Start of PROVIDED RECORDS

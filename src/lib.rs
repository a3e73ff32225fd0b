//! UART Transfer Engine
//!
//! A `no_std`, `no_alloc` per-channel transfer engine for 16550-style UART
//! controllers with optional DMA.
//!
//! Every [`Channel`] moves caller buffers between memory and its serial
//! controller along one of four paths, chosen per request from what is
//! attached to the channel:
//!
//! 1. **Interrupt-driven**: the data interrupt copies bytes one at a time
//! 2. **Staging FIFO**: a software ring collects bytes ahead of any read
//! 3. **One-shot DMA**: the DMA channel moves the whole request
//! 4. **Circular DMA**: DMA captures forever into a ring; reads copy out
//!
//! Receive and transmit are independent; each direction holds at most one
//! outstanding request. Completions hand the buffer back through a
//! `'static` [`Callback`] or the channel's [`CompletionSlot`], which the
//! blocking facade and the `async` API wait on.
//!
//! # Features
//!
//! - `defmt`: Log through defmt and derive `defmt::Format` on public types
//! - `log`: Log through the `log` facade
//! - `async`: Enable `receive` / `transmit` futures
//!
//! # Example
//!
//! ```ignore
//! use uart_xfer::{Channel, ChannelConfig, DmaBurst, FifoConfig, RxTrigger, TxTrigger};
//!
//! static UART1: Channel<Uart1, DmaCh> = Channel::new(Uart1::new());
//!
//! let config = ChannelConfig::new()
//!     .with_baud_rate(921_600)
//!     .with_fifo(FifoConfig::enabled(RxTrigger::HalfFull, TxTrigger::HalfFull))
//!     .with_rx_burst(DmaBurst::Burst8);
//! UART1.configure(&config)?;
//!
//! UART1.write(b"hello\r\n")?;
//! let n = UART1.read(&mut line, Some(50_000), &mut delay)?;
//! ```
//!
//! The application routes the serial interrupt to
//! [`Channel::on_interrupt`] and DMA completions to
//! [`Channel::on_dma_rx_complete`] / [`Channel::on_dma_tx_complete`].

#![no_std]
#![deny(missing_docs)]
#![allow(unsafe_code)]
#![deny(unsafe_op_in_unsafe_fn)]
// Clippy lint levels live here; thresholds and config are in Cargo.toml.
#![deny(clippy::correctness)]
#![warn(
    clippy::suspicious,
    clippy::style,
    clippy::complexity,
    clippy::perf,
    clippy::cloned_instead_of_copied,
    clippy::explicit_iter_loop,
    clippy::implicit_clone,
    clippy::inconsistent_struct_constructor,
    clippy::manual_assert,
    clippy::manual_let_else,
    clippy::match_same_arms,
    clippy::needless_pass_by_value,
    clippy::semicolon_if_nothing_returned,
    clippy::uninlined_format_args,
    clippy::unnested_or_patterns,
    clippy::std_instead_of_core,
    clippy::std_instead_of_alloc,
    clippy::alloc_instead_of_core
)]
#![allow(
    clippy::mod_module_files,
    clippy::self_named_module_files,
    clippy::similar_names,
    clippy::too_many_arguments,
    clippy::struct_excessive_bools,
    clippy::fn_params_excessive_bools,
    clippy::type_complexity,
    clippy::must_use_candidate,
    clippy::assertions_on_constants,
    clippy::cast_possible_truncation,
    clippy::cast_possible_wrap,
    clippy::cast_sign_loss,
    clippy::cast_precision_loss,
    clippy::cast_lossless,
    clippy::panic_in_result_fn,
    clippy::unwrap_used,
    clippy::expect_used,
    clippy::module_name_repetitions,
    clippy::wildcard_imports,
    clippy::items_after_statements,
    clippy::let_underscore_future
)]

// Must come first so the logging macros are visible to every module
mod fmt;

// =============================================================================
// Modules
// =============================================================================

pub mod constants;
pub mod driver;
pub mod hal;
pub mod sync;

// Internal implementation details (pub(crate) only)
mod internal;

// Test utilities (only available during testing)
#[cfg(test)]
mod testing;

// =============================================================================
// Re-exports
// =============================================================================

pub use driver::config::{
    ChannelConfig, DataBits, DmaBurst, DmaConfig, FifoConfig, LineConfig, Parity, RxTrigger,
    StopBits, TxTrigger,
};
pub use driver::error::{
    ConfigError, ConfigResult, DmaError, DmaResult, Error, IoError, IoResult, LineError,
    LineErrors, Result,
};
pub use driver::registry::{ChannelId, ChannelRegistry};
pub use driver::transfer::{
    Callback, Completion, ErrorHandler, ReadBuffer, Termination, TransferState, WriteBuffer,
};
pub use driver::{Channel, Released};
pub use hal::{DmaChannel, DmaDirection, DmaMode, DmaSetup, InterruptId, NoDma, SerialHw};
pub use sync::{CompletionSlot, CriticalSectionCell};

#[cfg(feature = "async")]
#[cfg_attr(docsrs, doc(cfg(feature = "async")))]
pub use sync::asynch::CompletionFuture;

End of PROVIDED RECORDS

YOUR GOAL: Look through the entries and find each line that has the string "bytes". Copy those lines.

RESPONSE BELOW:
//! 1. **Interrupt-driven**: the data interrupt copies bytes one at a time
//! 2. **Staging FIFO**: a software ring collects bytes ahead of any read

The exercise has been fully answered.